[Collected data entries]

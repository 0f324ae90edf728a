// Canonical champion id -> display name table, used for rune page names and
// status messages. Ids the table does not know render as "Champion{id}" so
// new releases degrade gracefully instead of failing.

#[rustfmt::skip]
static CHAMPION_NAMES: &[(i64, &str)] = &[
  (1, "Annie"), (2, "Olaf"), (3, "Galio"), (4, "Twisted Fate"), (5, "Xin Zhao"),
  (6, "Urgot"), (7, "LeBlanc"), (8, "Vladimir"), (9, "Fiddlesticks"), (10, "Kayle"),
  (11, "Master Yi"), (12, "Alistar"), (13, "Ryze"), (14, "Sion"), (15, "Sivir"),
  (16, "Soraka"), (17, "Teemo"), (18, "Tristana"), (19, "Warwick"), (20, "Nunu & Willump"),
  (21, "Miss Fortune"), (22, "Ashe"), (23, "Tryndamere"), (24, "Jax"), (25, "Morgana"),
  (26, "Zilean"), (27, "Singed"), (28, "Evelynn"), (29, "Twitch"), (30, "Karthus"),
  (31, "Cho'Gath"), (32, "Amumu"), (33, "Rammus"), (34, "Anivia"), (35, "Shaco"),
  (36, "Dr. Mundo"), (37, "Sona"), (38, "Kassadin"), (39, "Irelia"), (40, "Janna"),
  (41, "Gangplank"), (42, "Corki"), (43, "Karma"), (44, "Taric"), (45, "Veigar"),
  (48, "Trundle"), (50, "Swain"), (51, "Caitlyn"), (53, "Blitzcrank"), (54, "Malphite"),
  (55, "Katarina"), (56, "Nocturne"), (57, "Maokai"), (58, "Renekton"), (59, "Jarvan IV"),
  (60, "Elise"), (61, "Orianna"), (62, "Wukong"), (63, "Brand"), (64, "Lee Sin"),
  (67, "Vayne"), (68, "Rumble"), (69, "Cassiopeia"), (72, "Skarner"), (74, "Heimerdinger"),
  (75, "Nasus"), (76, "Nidalee"), (77, "Udyr"), (78, "Poppy"), (79, "Gragas"),
  (80, "Pantheon"), (81, "Ezreal"), (82, "Mordekaiser"), (83, "Yorick"), (84, "Akali"),
  (85, "Kennen"), (86, "Garen"), (89, "Leona"), (90, "Malzahar"), (91, "Talon"),
  (92, "Riven"), (96, "Kog'Maw"), (98, "Shen"), (99, "Lux"), (101, "Xerath"),
  (102, "Shyvana"), (103, "Ahri"), (104, "Graves"), (105, "Fizz"), (106, "Volibear"),
  (107, "Rengar"), (110, "Varus"), (111, "Nautilus"), (112, "Viktor"), (113, "Sejuani"),
  (114, "Fiora"), (115, "Ziggs"), (117, "Lulu"), (119, "Draven"), (120, "Hecarim"),
  (121, "Kha'Zix"), (122, "Darius"), (126, "Jayce"), (127, "Lissandra"), (131, "Diana"),
  (133, "Quinn"), (134, "Syndra"), (136, "Aurelion Sol"), (141, "Kayn"), (142, "Zoe"),
  (143, "Zyra"), (145, "Kai'Sa"), (147, "Seraphine"), (150, "Gnar"), (154, "Zac"),
  (157, "Yasuo"), (161, "Vel'Koz"), (163, "Taliyah"), (164, "Camille"), (166, "Akshan"),
  (200, "Bel'Veth"), (201, "Braum"), (202, "Jhin"), (203, "Kindred"), (221, "Zeri"),
  (222, "Jinx"), (223, "Tahm Kench"), (234, "Viego"), (235, "Senna"), (236, "Lucian"),
  (238, "Zed"), (240, "Kled"), (245, "Ekko"), (246, "Qiyana"), (254, "Vi"),
  (266, "Aatrox"), (267, "Nami"), (268, "Azir"), (350, "Yuumi"), (360, "Samira"),
  (412, "Thresh"), (420, "Illaoi"), (421, "Rek'Sai"), (427, "Ivern"), (429, "Kalista"),
  (432, "Bard"), (497, "Rakan"), (498, "Xayah"), (516, "Ornn"), (517, "Sylas"),
  (518, "Neeko"), (523, "Aphelios"), (526, "Rell"), (555, "Pyke"), (711, "Vex"),
  (777, "Yone"), (875, "Sett"), (876, "Lillia"), (887, "Gwen"), (888, "Renata Glasc"),
  (895, "Nilah"), (897, "K'Sante"), (902, "Milio"), (910, "Hwei"), (950, "Naafiri"),
];

pub fn champion_name(champion_id: i64) -> Option<&'static str> {
  CHAMPION_NAMES
    .iter()
    .find(|(id, _)| *id == champion_id)
    .map(|(_, name)| *name)
}

/// Display name with a readable fallback for unknown ids.
pub fn display_name(champion_id: i64) -> String {
  champion_name(champion_id)
    .map(|n| n.to_string())
    .unwrap_or_else(|| format!("Champion{}", champion_id))
}

#[cfg(test)]
mod tests {
  use super::*;

  #[test]
  fn known_ids_resolve() {
    assert_eq!(champion_name(103), Some("Ahri"));
    assert_eq!(champion_name(121), Some("Kha'Zix"));
    assert_eq!(champion_name(950), Some("Naafiri"));
  }

  #[test]
  fn unknown_id_gets_placeholder() {
    assert_eq!(display_name(424242), "Champion424242");
  }

  #[test]
  fn table_ids_are_unique() {
    let mut ids: Vec<i64> = CHAMPION_NAMES.iter().map(|(id, _)| *id).collect();
    ids.sort_unstable();
    let before = ids.len();
    ids.dedup();
    assert_eq!(ids.len(), before);
  }
}
// Wamp event socket to the local client.
//
// One socket per connected session. After connecting, exactly one blanket
// subscription (`[5, "OnJsonApiEvent"]`) must be sent before any events flow.
// Frames arrive as `[opcode, eventName, {uri, data}]`; only OnJsonApiEvent
// frames are dispatchable and anything malformed is silently dropped, since
// the protocol is not strictly validated.

use base64::{engine::general_purpose, Engine};
use futures_util::{SinkExt, StreamExt};
use native_tls::TlsConnector;
use serde_json::Value;
use tokio::net::TcpStream;
use tokio_tungstenite::tungstenite::client::IntoClientRequest;
use tokio_tungstenite::tungstenite::Message;
use tokio_tungstenite::{Connector, MaybeTlsStream, WebSocketStream};
use tracing::debug;

use super::lockfile::LcuCredentials;
use crate::error::{Error, Result};

const SUBSCRIBE_ALL_FRAME: &str = "[5,\"OnJsonApiEvent\"]";

#[derive(Debug, Clone)]
pub struct LcuEvent {
  pub uri: String,
  pub data: Value,
}

pub struct LcuSocket {
  stream: WebSocketStream<MaybeTlsStream<TcpStream>>,
}

impl LcuSocket {
  /// Connect the event socket. Transport failures surface as errors here and
  /// never past the orchestrator's retry loop.
  pub async fn connect(creds: &LcuCredentials) -> Result<Self> {
    let url = format!("wss://127.0.0.1:{}/", creds.port);
    let auth = general_purpose::STANDARD.encode(format!("riot:{}", creds.token));

    let tls = TlsConnector::builder()
      .danger_accept_invalid_certs(true)
      .build()?;

    let mut request = url
      .into_client_request()
      .map_err(|e| Error::Payload(format!("invalid websocket url: {}", e)))?;
    request.headers_mut().insert(
      "Authorization",
      format!("Basic {}", auth)
        .parse()
        .map_err(|_| Error::Payload("auth header not representable".to_string()))?,
    );
    request.headers_mut().insert(
      "Sec-WebSocket-Protocol",
      "wamp"
        .parse()
        .map_err(|_| Error::Payload("protocol header not representable".to_string()))?,
    );

    let (stream, _response) = tokio_tungstenite::connect_async_tls_with_config(
      request,
      None,
      false,
      Some(Connector::NativeTls(tls)),
    )
    .await?;

    Ok(LcuSocket { stream })
  }

  /// Send the blanket subscription. Must be called once before `next_event`.
  pub async fn subscribe_all(&mut self) -> Result<()> {
    self
      .stream
      .send(Message::Text(SUBSCRIBE_ALL_FRAME.into()))
      .await?;
    Ok(())
  }

  /// Next dispatchable event, or `None` once the connection is closed.
  /// Non-text frames and undecodable payloads are skipped, and a transport
  /// error during the read is reported as closed rather than raised - the
  /// retry policy lives in the orchestrator.
  pub async fn next_event(&mut self) -> Option<LcuEvent> {
    loop {
      match self.stream.next().await {
        Some(Ok(msg)) => {
          if let Some(event) = parse_event(msg) {
            return Some(event);
          }
        }
        Some(Err(e)) => {
          debug!("websocket read error, treating as closed: {}", e);
          return None;
        }
        None => return None,
      }
    }
  }

  pub async fn close(mut self) {
    let _ = self.stream.close(None).await;
  }
}

pub(crate) fn parse_event(msg: Message) -> Option<LcuEvent> {
  if !msg.is_text() {
    return None;
  }
  let text = msg.into_text().ok()?;
  parse_event_text(&text)
}

pub(crate) fn parse_event_text(text: &str) -> Option<LcuEvent> {
  let value: Value = serde_json::from_str(text).ok()?;
  let arr = value.as_array()?;
  if arr.len() < 3 {
    return None;
  }
  if arr[1].as_str() != Some("OnJsonApiEvent") {
    return None;
  }
  let envelope = arr[2].as_object()?;
  let uri = envelope.get("uri")?.as_str()?.to_string();
  let data = envelope.get("data").cloned().unwrap_or(Value::Null);
  Some(LcuEvent { uri, data })
}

* What this task involves
Starting at the line that contains "let before = ids.len();" and stopping after the line that contains "use tracing::debug;", write out every line exactly as it appears above, and no other line.

* Response area
    let before = ids.len();
    ids.dedup();
    assert_eq!(ids.len(), before);
  }
}
// Wamp event socket to the local client.
//
// One socket per connected session. After connecting, exactly one blanket
// subscription (`[5, "OnJsonApiEvent"]`) must be sent before any events flow.
// Frames arrive as `[opcode, eventName, {uri, data}]`; only OnJsonApiEvent
// frames are dispatchable and anything malformed is silently dropped, since
// the protocol is not strictly validated.

use base64::{engine::general_purpose, Engine};
use futures_util::{SinkExt, StreamExt};
use native_tls::TlsConnector;
use serde_json::Value;
use tokio::net::TcpStream;
use tokio_tungstenite::tungstenite::client::IntoClientRequest;
use tokio_tungstenite::tungstenite::Message;
use tokio_tungstenite::{Connector, MaybeTlsStream, WebSocketStream};
use tracing::debug;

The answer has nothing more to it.